Having located "async fn pre_add_group(&self, name: &str)" in the records below, repeat exactly the line it is on and all subsequent lines, ending with the last.

[[ Input data open ]]

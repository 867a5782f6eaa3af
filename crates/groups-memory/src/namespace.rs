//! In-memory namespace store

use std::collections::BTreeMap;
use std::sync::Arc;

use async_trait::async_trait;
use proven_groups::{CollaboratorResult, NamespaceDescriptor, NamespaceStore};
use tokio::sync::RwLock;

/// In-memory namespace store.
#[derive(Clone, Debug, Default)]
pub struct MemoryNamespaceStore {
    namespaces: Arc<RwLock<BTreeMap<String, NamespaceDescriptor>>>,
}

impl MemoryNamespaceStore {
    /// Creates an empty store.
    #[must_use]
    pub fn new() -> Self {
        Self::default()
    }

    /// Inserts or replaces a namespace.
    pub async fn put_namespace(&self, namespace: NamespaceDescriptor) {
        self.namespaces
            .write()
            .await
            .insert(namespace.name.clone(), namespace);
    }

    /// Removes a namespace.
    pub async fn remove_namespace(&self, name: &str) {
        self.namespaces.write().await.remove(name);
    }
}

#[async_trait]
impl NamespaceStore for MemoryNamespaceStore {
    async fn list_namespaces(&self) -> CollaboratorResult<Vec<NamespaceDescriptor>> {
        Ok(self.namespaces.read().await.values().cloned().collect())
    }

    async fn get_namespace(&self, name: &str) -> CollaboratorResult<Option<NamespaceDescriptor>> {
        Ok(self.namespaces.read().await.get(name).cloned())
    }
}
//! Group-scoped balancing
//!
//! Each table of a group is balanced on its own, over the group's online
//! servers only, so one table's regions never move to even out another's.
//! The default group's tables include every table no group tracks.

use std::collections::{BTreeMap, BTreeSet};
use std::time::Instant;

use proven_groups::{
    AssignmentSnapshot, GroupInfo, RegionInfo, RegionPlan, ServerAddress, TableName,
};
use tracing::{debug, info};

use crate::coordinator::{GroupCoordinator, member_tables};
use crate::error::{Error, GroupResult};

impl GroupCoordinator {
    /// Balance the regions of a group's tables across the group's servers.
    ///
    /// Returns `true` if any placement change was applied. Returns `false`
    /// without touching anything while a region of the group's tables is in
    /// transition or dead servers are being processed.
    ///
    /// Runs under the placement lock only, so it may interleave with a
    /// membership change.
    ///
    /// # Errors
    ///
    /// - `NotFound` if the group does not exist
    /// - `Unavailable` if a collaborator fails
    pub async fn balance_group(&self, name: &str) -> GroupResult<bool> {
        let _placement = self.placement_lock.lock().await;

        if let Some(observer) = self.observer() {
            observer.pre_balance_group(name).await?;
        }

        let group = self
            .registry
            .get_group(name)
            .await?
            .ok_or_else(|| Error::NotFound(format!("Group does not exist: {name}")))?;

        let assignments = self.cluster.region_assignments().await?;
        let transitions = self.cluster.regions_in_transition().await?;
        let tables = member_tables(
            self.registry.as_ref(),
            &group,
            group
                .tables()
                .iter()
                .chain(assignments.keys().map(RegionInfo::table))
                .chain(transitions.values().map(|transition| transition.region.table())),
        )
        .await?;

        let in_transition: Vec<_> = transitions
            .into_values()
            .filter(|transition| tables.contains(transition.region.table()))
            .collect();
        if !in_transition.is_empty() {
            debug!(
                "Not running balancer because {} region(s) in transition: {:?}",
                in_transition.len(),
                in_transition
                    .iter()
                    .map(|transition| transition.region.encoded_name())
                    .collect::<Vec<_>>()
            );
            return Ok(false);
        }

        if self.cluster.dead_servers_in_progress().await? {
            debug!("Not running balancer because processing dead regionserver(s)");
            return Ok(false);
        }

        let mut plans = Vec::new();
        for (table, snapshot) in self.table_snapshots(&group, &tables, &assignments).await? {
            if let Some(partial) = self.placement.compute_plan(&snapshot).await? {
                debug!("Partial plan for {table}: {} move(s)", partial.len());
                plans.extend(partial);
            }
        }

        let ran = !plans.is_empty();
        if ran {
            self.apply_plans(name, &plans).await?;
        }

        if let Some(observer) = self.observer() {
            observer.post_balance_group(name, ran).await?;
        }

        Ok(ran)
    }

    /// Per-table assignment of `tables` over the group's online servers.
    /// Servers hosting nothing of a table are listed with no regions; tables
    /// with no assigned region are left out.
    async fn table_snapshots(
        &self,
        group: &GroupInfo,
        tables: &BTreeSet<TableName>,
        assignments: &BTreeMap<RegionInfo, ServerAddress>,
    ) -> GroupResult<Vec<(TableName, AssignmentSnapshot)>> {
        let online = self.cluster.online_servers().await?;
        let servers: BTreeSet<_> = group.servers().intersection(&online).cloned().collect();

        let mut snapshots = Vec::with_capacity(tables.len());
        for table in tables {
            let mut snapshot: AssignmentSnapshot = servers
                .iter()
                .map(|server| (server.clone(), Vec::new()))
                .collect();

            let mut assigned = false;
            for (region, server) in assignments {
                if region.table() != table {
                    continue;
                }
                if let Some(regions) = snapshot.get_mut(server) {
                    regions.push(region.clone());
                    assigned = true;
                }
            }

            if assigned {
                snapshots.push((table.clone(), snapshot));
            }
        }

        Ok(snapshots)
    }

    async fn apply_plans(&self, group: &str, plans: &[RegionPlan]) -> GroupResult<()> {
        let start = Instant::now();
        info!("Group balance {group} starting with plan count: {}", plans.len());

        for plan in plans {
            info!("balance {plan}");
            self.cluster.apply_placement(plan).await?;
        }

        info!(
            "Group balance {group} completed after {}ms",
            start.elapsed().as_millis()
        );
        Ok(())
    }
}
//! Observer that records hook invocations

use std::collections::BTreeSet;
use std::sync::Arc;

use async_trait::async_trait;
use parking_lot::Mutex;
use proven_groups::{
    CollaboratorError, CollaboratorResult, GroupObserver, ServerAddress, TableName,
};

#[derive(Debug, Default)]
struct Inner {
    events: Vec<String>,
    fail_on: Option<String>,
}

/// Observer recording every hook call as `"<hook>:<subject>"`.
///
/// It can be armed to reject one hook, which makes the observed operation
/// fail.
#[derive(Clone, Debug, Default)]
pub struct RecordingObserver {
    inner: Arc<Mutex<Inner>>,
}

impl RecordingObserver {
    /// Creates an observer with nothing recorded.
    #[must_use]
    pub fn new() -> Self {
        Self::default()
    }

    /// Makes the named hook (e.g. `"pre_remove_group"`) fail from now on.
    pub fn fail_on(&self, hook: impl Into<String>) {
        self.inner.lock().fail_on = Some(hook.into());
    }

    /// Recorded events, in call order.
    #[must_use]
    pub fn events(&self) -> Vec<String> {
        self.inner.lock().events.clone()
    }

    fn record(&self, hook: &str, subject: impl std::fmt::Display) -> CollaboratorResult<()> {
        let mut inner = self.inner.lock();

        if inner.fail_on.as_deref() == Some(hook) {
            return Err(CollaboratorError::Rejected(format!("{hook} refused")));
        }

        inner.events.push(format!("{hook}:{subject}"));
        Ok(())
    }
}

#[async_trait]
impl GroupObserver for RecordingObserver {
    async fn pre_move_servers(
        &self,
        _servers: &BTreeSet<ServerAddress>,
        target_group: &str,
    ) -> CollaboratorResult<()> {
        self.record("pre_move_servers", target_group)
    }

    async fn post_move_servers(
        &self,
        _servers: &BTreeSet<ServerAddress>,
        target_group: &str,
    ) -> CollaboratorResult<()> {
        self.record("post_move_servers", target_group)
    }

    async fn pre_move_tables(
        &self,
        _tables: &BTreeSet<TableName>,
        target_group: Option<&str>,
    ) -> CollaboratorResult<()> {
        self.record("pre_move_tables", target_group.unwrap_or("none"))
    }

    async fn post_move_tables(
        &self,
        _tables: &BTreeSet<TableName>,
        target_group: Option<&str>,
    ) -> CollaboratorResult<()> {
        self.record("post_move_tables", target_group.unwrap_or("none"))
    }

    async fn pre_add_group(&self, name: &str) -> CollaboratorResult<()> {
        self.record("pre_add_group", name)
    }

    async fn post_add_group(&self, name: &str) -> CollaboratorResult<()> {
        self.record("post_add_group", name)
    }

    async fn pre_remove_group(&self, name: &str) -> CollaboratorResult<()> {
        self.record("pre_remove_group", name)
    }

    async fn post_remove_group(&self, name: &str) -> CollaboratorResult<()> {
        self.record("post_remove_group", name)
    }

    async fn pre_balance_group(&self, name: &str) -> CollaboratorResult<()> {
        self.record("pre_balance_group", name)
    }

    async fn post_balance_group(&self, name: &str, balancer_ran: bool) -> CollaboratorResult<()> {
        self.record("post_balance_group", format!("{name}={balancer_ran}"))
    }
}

[[ Input data closed ]]

> Written answer
    async fn pre_add_group(&self, name: &str) -> CollaboratorResult<()> {
        self.record("pre_add_group", name)
    }

    async fn post_add_group(&self, name: &str) -> CollaboratorResult<()> {
        self.record("post_add_group", name)
    }

    async fn pre_remove_group(&self, name: &str) -> CollaboratorResult<()> {
        self.record("pre_remove_group", name)
    }

    async fn post_remove_group(&self, name: &str) -> CollaboratorResult<()> {
        self.record("post_remove_group", name)
    }

    async fn pre_balance_group(&self, name: &str) -> CollaboratorResult<()> {
        self.record("pre_balance_group", name)
    }

    async fn post_balance_group(&self, name: &str, balancer_ran: bool) -> CollaboratorResult<()> {
        self.record("post_balance_group", format!("{name}={balancer_ran}"))
    }
}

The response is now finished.